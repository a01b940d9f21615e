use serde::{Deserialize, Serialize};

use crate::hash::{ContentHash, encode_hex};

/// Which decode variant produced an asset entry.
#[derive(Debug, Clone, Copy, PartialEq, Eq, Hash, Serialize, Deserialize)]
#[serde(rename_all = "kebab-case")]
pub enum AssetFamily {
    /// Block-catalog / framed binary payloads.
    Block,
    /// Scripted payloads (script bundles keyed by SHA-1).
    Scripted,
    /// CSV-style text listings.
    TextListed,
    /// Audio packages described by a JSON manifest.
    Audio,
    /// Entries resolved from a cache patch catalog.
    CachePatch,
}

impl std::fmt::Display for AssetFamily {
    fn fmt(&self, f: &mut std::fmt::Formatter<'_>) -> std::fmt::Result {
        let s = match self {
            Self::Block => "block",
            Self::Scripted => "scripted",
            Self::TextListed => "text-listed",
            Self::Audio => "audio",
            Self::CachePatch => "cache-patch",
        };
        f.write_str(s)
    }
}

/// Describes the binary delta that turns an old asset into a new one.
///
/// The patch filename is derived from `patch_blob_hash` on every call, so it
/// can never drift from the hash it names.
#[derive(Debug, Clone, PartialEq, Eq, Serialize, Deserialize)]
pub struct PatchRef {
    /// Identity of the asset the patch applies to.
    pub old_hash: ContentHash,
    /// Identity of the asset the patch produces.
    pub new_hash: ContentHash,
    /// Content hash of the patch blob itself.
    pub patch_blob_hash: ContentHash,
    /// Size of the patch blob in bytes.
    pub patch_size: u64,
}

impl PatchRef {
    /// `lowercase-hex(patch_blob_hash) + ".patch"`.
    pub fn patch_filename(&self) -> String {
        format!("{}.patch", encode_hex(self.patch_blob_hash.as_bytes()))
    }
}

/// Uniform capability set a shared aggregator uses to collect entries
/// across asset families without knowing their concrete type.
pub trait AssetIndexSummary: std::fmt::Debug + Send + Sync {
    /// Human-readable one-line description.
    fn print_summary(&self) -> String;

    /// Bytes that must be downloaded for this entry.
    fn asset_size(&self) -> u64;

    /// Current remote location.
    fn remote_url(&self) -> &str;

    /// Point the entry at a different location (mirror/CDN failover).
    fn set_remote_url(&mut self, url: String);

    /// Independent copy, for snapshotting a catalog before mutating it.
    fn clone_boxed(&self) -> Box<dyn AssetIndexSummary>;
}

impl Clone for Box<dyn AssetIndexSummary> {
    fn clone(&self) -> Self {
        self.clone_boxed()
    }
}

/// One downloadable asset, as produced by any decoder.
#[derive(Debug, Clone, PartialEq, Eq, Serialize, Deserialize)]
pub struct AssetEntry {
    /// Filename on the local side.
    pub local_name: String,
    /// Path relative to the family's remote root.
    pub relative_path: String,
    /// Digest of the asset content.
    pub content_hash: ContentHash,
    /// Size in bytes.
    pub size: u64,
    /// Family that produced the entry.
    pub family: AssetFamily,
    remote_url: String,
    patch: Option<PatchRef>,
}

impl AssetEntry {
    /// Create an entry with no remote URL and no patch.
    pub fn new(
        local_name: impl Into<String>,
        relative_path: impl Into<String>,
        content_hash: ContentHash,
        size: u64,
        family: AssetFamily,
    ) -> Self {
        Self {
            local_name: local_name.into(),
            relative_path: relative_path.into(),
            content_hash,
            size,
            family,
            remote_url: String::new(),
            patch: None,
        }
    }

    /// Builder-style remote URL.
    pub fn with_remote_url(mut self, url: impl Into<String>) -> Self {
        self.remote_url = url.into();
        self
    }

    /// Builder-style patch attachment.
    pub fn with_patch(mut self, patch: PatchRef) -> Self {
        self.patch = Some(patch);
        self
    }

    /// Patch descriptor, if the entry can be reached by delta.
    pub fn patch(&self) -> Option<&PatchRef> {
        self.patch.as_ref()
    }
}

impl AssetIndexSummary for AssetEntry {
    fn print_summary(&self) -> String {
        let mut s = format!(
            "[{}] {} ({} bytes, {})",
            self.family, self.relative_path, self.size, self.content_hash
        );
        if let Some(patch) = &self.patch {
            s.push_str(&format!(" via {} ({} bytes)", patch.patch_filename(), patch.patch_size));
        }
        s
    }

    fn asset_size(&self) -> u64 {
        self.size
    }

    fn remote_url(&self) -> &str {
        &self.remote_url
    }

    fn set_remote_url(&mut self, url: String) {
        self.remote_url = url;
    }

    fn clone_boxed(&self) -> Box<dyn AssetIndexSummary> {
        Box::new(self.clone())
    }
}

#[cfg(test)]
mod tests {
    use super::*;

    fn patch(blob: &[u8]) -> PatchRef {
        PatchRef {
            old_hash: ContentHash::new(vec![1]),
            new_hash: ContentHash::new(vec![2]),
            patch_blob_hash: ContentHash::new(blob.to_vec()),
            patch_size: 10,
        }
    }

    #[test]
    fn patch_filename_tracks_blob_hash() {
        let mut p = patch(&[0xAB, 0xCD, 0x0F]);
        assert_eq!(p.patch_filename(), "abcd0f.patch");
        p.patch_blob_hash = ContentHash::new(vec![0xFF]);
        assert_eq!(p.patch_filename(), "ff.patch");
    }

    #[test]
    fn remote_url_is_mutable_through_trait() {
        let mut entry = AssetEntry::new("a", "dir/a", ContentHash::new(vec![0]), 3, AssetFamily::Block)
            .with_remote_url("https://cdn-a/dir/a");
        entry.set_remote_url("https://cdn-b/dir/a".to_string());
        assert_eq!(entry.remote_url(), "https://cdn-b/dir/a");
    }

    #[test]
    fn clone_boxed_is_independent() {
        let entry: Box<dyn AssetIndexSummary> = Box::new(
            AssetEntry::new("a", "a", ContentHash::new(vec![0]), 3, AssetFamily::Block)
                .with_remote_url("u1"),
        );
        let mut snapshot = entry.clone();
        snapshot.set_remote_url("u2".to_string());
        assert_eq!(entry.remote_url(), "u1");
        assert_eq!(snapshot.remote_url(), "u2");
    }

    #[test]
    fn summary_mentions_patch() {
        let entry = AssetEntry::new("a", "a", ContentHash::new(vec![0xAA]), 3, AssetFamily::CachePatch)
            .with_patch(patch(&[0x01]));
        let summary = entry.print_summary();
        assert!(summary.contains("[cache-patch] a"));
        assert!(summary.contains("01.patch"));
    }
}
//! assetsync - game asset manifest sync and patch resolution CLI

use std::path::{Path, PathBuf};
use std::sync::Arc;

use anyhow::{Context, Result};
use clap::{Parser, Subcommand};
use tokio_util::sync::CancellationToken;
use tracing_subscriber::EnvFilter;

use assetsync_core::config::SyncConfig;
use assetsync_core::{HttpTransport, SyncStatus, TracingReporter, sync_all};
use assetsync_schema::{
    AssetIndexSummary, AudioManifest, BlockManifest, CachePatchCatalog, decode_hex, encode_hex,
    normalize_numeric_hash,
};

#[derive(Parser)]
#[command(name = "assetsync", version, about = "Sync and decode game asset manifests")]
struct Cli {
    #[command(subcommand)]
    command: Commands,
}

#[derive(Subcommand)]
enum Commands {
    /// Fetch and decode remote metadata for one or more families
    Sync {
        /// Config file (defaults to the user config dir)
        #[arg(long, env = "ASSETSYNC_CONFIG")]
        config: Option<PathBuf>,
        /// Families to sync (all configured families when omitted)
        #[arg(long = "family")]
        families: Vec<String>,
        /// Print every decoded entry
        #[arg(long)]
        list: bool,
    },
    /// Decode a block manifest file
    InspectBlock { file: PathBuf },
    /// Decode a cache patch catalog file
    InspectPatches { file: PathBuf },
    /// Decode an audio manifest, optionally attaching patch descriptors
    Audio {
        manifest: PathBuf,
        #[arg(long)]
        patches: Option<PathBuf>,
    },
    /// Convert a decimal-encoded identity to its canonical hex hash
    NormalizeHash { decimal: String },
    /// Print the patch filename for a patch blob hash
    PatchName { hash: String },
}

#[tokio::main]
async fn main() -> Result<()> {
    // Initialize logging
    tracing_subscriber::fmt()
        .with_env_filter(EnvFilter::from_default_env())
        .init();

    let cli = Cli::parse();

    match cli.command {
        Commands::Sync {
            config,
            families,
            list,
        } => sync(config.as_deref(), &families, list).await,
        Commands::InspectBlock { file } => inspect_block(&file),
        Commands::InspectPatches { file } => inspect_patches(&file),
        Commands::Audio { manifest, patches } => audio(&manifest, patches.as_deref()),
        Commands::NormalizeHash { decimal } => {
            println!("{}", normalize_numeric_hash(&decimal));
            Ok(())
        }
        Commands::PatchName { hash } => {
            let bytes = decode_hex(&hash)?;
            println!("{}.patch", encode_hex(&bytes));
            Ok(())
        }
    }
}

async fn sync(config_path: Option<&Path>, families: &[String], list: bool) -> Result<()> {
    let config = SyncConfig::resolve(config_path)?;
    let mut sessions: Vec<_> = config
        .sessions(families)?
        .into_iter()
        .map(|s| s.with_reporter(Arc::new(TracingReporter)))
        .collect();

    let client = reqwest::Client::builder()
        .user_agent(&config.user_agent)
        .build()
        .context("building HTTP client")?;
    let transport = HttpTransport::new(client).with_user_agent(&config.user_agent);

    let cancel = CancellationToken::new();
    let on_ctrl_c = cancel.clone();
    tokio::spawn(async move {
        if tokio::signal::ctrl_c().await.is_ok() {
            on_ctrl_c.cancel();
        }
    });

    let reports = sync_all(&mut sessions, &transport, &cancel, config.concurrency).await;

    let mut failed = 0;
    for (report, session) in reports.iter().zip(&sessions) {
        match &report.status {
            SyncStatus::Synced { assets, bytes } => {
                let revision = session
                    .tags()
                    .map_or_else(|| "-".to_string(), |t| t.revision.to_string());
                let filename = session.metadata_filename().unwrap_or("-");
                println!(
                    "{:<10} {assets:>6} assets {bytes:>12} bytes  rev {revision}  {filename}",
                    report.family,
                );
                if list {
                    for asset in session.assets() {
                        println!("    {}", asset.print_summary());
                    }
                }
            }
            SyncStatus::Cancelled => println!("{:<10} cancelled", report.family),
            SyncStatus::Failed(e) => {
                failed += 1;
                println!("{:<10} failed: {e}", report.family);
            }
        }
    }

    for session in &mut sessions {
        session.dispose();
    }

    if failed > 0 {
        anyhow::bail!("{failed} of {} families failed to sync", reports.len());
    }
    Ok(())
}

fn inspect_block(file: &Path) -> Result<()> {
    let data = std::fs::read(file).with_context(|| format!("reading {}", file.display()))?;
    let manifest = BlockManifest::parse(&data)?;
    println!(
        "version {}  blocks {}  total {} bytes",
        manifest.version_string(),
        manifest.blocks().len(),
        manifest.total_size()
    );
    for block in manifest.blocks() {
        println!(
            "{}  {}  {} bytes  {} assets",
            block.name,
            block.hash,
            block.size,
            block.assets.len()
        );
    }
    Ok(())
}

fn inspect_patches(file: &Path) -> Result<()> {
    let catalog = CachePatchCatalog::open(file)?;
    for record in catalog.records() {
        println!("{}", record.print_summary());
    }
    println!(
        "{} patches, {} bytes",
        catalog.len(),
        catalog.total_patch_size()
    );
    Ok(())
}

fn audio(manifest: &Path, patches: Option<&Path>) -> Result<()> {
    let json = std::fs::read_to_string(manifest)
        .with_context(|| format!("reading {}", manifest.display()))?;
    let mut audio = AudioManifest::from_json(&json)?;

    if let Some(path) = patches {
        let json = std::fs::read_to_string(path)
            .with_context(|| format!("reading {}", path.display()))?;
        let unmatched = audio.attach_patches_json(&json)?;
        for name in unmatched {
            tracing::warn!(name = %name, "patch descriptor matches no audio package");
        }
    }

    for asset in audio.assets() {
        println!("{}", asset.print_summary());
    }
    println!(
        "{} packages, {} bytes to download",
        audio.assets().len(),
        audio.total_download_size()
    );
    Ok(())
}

= = =

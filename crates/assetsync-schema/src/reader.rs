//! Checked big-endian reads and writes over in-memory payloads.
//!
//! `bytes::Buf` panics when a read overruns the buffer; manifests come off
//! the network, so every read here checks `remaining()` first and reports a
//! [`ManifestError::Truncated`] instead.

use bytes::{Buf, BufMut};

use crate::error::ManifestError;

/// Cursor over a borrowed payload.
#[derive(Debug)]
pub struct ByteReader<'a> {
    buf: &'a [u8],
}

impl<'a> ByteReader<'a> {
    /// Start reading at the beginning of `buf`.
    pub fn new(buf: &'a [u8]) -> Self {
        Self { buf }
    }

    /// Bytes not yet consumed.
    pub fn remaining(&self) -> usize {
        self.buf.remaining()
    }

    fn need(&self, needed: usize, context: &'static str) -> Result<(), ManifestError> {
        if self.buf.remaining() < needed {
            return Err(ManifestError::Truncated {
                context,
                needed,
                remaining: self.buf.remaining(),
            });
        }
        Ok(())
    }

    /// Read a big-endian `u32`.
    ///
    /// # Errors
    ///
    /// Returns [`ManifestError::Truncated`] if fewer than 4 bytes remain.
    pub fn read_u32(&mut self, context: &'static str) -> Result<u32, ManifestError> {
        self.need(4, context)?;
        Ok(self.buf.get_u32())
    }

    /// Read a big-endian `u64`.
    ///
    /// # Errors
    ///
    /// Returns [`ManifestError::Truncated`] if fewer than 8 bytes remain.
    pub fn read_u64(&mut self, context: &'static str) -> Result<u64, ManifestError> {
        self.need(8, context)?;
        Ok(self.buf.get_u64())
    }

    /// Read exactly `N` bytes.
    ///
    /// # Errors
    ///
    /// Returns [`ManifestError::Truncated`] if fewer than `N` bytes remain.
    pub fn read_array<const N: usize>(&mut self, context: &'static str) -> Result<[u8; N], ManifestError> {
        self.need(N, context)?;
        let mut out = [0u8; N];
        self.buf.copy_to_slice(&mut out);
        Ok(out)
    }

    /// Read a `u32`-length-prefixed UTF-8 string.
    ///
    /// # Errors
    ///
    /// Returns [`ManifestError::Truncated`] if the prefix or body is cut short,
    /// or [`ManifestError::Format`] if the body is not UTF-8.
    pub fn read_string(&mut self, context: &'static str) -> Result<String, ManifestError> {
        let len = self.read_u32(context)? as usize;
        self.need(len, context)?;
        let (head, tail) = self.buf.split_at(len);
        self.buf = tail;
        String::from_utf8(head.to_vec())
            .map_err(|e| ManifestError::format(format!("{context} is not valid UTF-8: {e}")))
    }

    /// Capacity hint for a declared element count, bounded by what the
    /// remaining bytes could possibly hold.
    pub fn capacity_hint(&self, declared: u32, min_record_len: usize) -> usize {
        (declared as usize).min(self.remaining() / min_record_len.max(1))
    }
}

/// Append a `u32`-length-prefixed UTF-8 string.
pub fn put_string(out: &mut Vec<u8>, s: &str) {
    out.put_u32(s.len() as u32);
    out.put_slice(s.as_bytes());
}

= = =

▶ What is expected:
Every line containing the word "CachePatchCatalog" should be copied from the material.

▶ Written solution:
    AssetIndexSummary, AudioManifest, BlockManifest, CachePatchCatalog, decode_hex, encode_hex,
    let catalog = CachePatchCatalog::open(file)?;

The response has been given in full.